Die Eisenoxidschicht ist relativ spröde und porös und verleiht dem darunter liegenden Eisen keine nennenswerte Härte oder Schutz.
Chrom oder Nickel:
Wenn die reine Eisenprobe mit einem Überschuss an Chrom oder Nickel bedeckt ist, kann es zu einer Edelstahllegierung kommen. Wie bereits erwähnt ist Chrom ein Schlüsselelement in Edelstahl und erhöht die Härte und Korrosionsbeständigkeit des Materials.
Nickel verbessert außerdem die Korrosionsbeständigkeit und die mechanischen Eigenschaften von Edelstahl.

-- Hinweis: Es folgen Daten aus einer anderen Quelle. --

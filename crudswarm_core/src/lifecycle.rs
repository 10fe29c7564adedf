//! Virtual user lifecycle: `Spawning -> Running -> Stopping -> Terminated`.

use parking_lot::RwLock;
use tracing::debug;

use crate::error::LifecycleError;

#[derive(Debug, Clone, Copy, PartialEq, Eq, Hash)]
pub enum UserPhase {
    /// Created, `on_start` not finished yet
    Spawning,
    /// Looping over tasks
    Running,
    /// Stop observed; finishing the current iteration and `on_stop`
    Stopping,
    Terminated,
}

impl UserPhase {
    /// Once `Running`, a user always passes through `Stopping`. The one
    /// exception is a panicking task: cleanup then forces the user straight
    /// to `Terminated` through [`UserBoard::terminate`].
    pub fn can_transition_to(self, next: UserPhase) -> bool {
        matches!(
            (self, next),
            (UserPhase::Spawning, UserPhase::Running)
                | (UserPhase::Spawning, UserPhase::Stopping)
                | (UserPhase::Running, UserPhase::Stopping)
                | (UserPhase::Stopping, UserPhase::Terminated)
        )
    }
}

#[derive(Debug, Clone, Copy, Default, PartialEq, Eq)]
pub struct PhaseCounts {
    pub spawning: usize,
    pub running: usize,
    pub stopping: usize,
    pub terminated: usize,
}

impl PhaseCounts {
    /// Users not yet terminated
    pub fn active(&self) -> usize {
        self.spawning + self.running + self.stopping
    }

    pub fn total(&self) -> usize {
        self.active() + self.terminated
    }
}

/// Phase of every user in a run, indexed by user id.
///
/// Only phases live here; user state itself is never shared.
#[derive(Debug, Default)]
pub struct UserBoard {
    phases: RwLock<Vec<UserPhase>>,
}

impl UserBoard {
    pub fn new() -> Self {
        Self::default()
    }

    /// Add a user in `Spawning` and return its id.
    pub fn register(&self) -> usize {
        let mut phases = self.phases.write();
        phases.push(UserPhase::Spawning);
        phases.len() - 1
    }

    pub fn phase(&self, user_id: usize) -> Option<UserPhase> {
        self.phases.read().get(user_id).copied()
    }

    pub fn transition(&self, user_id: usize, next: UserPhase) -> Result<(), LifecycleError> {
        let mut phases = self.phases.write();
        let current = phases
            .get_mut(user_id)
            .ok_or(LifecycleError::UnknownUser(user_id))?;

        if *current == UserPhase::Terminated {
            return Err(LifecycleError::AlreadyTerminated { user_id });
        }
        if !current.can_transition_to(next) {
            return Err(LifecycleError::InvalidTransition {
                user_id,
                from: *current,
                to: next,
            });
        }

        debug!(user_id, from = ?current, to = ?next, "user phase change");
        *current = next;
        Ok(())
    }

    /// Force a user to `Terminated` from any live phase.
    ///
    /// Used when a user's task died without running its own shutdown.
    pub fn terminate(&self, user_id: usize) -> Result<(), LifecycleError> {
        let mut phases = self.phases.write();
        let current = phases
            .get_mut(user_id)
            .ok_or(LifecycleError::UnknownUser(user_id))?;

        if *current == UserPhase::Terminated {
            return Err(LifecycleError::AlreadyTerminated { user_id });
        }
        debug!(user_id, from = ?current, "user forced to terminated");
        *current = UserPhase::Terminated;
        Ok(())
    }

    pub fn counts(&self) -> PhaseCounts {
        self.phases
            .read()
            .iter()
            .fold(PhaseCounts::default(), |mut counts, phase| {
                match phase {
                    UserPhase::Spawning => counts.spawning += 1,
                    UserPhase::Running => counts.running += 1,
                    UserPhase::Stopping => counts.stopping += 1,
                    UserPhase::Terminated => counts.terminated += 1,
                }
                counts
            })
    }
}

#[cfg(test)]
mod tests {
    use super::*;

    #[test]
    fn test_full_lifecycle() {
        let board = UserBoard::new();
        let user = board.register();

        assert_eq!(board.phase(user), Some(UserPhase::Spawning));
        board.transition(user, UserPhase::Running).expect("spawning -> running");
        board.transition(user, UserPhase::Stopping).expect("running -> stopping");
        board.transition(user, UserPhase::Terminated).expect("stopping -> terminated");
        assert_eq!(board.phase(user), Some(UserPhase::Terminated));
    }

    #[test]
    fn test_running_cannot_skip_stopping() {
        let board = UserBoard::new();
        let user = board.register();
        board.transition(user, UserPhase::Running).expect("spawning -> running");

        assert_eq!(
            board.transition(user, UserPhase::Terminated),
            Err(LifecycleError::InvalidTransition {
                user_id: user,
                from: UserPhase::Running,
                to: UserPhase::Terminated,
            })
        );
    }

    #[test]
    fn test_terminating_twice_reports_already_terminated() {
        let board = UserBoard::new();
        let user = board.register();

        board.terminate(user).expect("first terminate");
        assert_eq!(
            board.terminate(user),
            Err(LifecycleError::AlreadyTerminated { user_id: user })
        );
        assert_eq!(
            board.transition(user, UserPhase::Running),
            Err(LifecycleError::AlreadyTerminated { user_id: user })
        );
    }

    #[test]
    fn test_unknown_user() {
        let board = UserBoard::new();
        assert_eq!(board.terminate(7), Err(LifecycleError::UnknownUser(7)));
    }

    #[test]
    fn test_counts() {
        let board = UserBoard::new();
        let a = board.register();
        let b = board.register();
        let _c = board.register();
        board.transition(a, UserPhase::Running).expect("running");
        board.terminate(b).expect("terminated");

        let counts = board.counts();
        assert_eq!(
            counts,
            PhaseCounts {
                spawning: 1,
                running: 1,
                stopping: 0,
                terminated: 1,
            }
        );
        assert_eq!(counts.active(), 2);
        assert_eq!(counts.total(), 3);
    }
}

In diesem Fall würde es sich bei der umhüllten Eisenprobe nicht mehr um reines Eisen handeln, sondern um eine Edelstahllegierung mit erhöhter Härte und Haltbarkeit.
Kohlenstoff:
Wenn die reine Eisenprobe mit einem Überschuss an Kohlenstoff bedeckt ist, kann es zu einem Prozess namens Aufkohlung kommen, bei dem Kohlenstoff in das Eisengitter diffundiert.
Aufkohlung kann die Härte des Eisens erhöhen, macht das Material aber auch spröder und anfälliger für Risse.
Stähle mit hohem Kohlenstoffgehalt, die eine erhebliche Menge Kohlenstoff enthalten, sind härter, aber weniger duktil als Stähle mit niedrigem Kohlenstoffgehalt.
Kunststoff oder Beschichtungsmaterial:
Wenn die reine Eisenprobe mit einem Kunststoff oder einem anderen Beschichtungsmaterial bedeckt ist, dient die Beschichtung in erster Linie als Schutzschicht gegen Korrosion, Verschleiß und andere Umwelteinflüsse.
Die Beschichtung selbst verändert die Härte des darunter liegenden Eisens nicht, kann jedoch dessen Haltbarkeit und Aussehen verbessern.
Zink (Verzinkung):
Wenn die reine Eisenprobe durch einen Prozess namens Verzinken mit einem Überschuss an Zink überzogen wird, bildet sich eine Schutzschicht, die Korrosion verhindert.
Verzinktes Eisen wird oft im Außenbereich verwendet, wo Feuchtigkeit und Korrosion ein Problem darstellen.
Die Zinkbeschichtung erhöht die Härte des Eisens nicht wesentlich, erhöht jedoch seine Haltbarkeit.
Zusammenfassend lässt sich sagen, dass die Härte und die Eigenschaften einer reinen Eisenprobe, die mit einem Überschuss einer bestimmten Substanz bedeckt ist, von der Art dieser Substanz und ihrer Wechselwirkung mit dem Eisen abhängen. Einige Stoffe wie Chrom und Nickel können Legierungen bilden, die die Härte und Korrosionsbeständigkeit des Materials erhöhen. Andere, wie Sauerstoff, können zu Korrosion und Schwächung führen. Beschichtungsmaterialien wie Kunststoffe oder Zink dienen in erster Linie als Schutzschichten.